Goodness of fit measures for canonical (s)PLS

Hi all,

I’m working with two types of metabolomics data that come from the same samples (the intracellular and extracellular metabolomes) but each type were measured on different NMR spectrometers so they are considered “different” data types. I have 25 samples, with around 150 variables for the intracellular block and 250 variables for the extracellular block.
I want to integrate the two data blocks to see which metabolites are correlated, so based on previous posts here, I started with a PCA on each block separately and had good discrimination, and now I am trying to integrate them using a (s)PLS. I’m not a statistician so based on the documentation I thought the (s)PLS in “canonical” mode was the best solution, because I am not trying to predict the Y block from the X, I just want to see which variables are correlated. However, from what I see in the literature you need to have some kind of measure to determine if your model is overfitted or not, but it doesn’t seem like this is possible for the PLS in canonical mode. And from what I understood in the paper (Le Cao et al, BMC Bioinformatics (2009)) it doesn’t seem to be necessary. So my questions are these:

-Is s(PLS) in canonical mode the best solution for what I’m trying to achieve, or should I try one of the other modes?
-If canonical mode is indeed the best solution, does some measure of goodness of fit need to be reported as well? And what would that measure be?

Many thanks,

Dear @npayne,
I do think that sPLS canonical mode would be the best approach for your analysis, if you are using more than one component (if you use only ncomp = 1 identify correlated variables, then both regression and canonical mode would give the same result. Obviously you may still use 2 components to plot the graphics!).

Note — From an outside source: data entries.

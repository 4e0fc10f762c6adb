//! `NestedClass` table (0x29) rows, ECMA-335 II.22.32.
//!
//! Maps every nested type to its enclosing type. Used to build `Outer/Inner` names and to skip
//! nested types.

use crate::{
    file::io::read_le_at_dyn,
    metadata::{
        tables::{RowReadable, TableId, TableInfoRef},
        token::Token,
    },
    Result,
};

/// A raw `NestedClass` row (0x29)
#[derive(Debug, Clone, PartialEq)]
pub struct NestedClassRaw {
    /// 1-based row index
    pub rid: u32,
    /// Metadata token of the row
    pub token: Token,
    /// `TypeDef` row of the nested type
    pub nested_class: u32,
    /// `TypeDef` row of the enclosing type
    pub enclosing_class: u32,
}

impl RowReadable for NestedClassRaw {
    const TABLE_ID: TableId = TableId::NestedClass;

    fn row_read(data: &[u8], offset: &mut usize, rid: u32, sizes: &TableInfoRef) -> Result<Self> {
        Ok(NestedClassRaw {
            rid,
            token: Token::from_parts(TableId::NestedClass as u8, rid),
            nested_class: read_le_at_dyn(data, offset, sizes.is_large(TableId::TypeDef))?,
            enclosing_class: read_le_at_dyn(data, offset, sizes.is_large(TableId::TypeDef))?,
        })
    }

    fn row_size(sizes: &TableInfoRef) -> u32 {
        u32::from(sizes.table_index_bytes(TableId::TypeDef) * 2)
    }
}

#[cfg(test)]
mod tests {
    use std::sync::Arc;

    use super::*;
    use crate::metadata::tables::{MetadataTable, TableInfo};

    #[test]
    fn crafted() {
        let data = vec![0x03, 0x00, 0x02, 0x00];

        let sizes = Arc::new(TableInfo::new_test(
            &[(TableId::NestedClass, 1), (TableId::TypeDef, 3)],
            false,
            false,
            false,
        ));
        let table = MetadataTable::<NestedClassRaw>::new(&data, 1, sizes.clone()).unwrap();
        assert_eq!(table.row_size(), sizes.row_size(TableId::NestedClass));

        let row = table.get(1).unwrap();
        assert_eq!(row.token.value(), 0x2900_0001);
        assert_eq!(row.nested_class, 3);
        assert_eq!(row.enclosing_class, 2);
    }
}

Unfortunately there is no goodness of fit for that model as it is not regression based.

A basic metric would be the correlation between latent components, but that would only assess ‘how similar the components from both data sets are’. Potentially you could compare this correlation coefficient to a full PLS with no variable selection (but a correlation from sPLS compared to PLS might still be higher anyway, simply because noise may also play a part in correlation). You could also use graphical outputs to show the benefit in variable selection (here I am assuming you are interested in variable selection). Researchers who use this method often dont report any metric as this is still an exploratory approach, instead they focus on the interpretation of the results.

In terms of methods, you could have a look at rCCA, but that method does not perform variable selection.


After discussing with @aljabadi who masters the code of mixOmics, there is also the stability output you can use (bump the number of repeat), and the correlation I mentioned above:

X <- liver.toxicity$gene
Y <- liver.toxicity$clinic
liver.pls.can <- spls(X, Y, keepX = rep(5,5), keepY = rep(5,5), ncomp = 5, mode = 'canonical')
perf.res.can <- perf(liver.pls.can, folds = 5, nrepeat = 3)

I also attach a screenshot from our book (it is coming! in September).

Thank you so much for your help @kimanh.lecao and @aljabadi !

I think I’ll go with the variable stability option, but just in case, is this correlation coefficient the values found in (using the example from above)


And then I would compare these values for each component with those from a full PLS? Sorry if this a basic question!

Thanks again, can’t wait to read the book!

hi @npayne,


are used for tuning during the perf() calculation.

The correlation I was mentioning is to just extract from a normal sPLS model the latent components (’variates’) and calculate the correlation between them and see how high it is.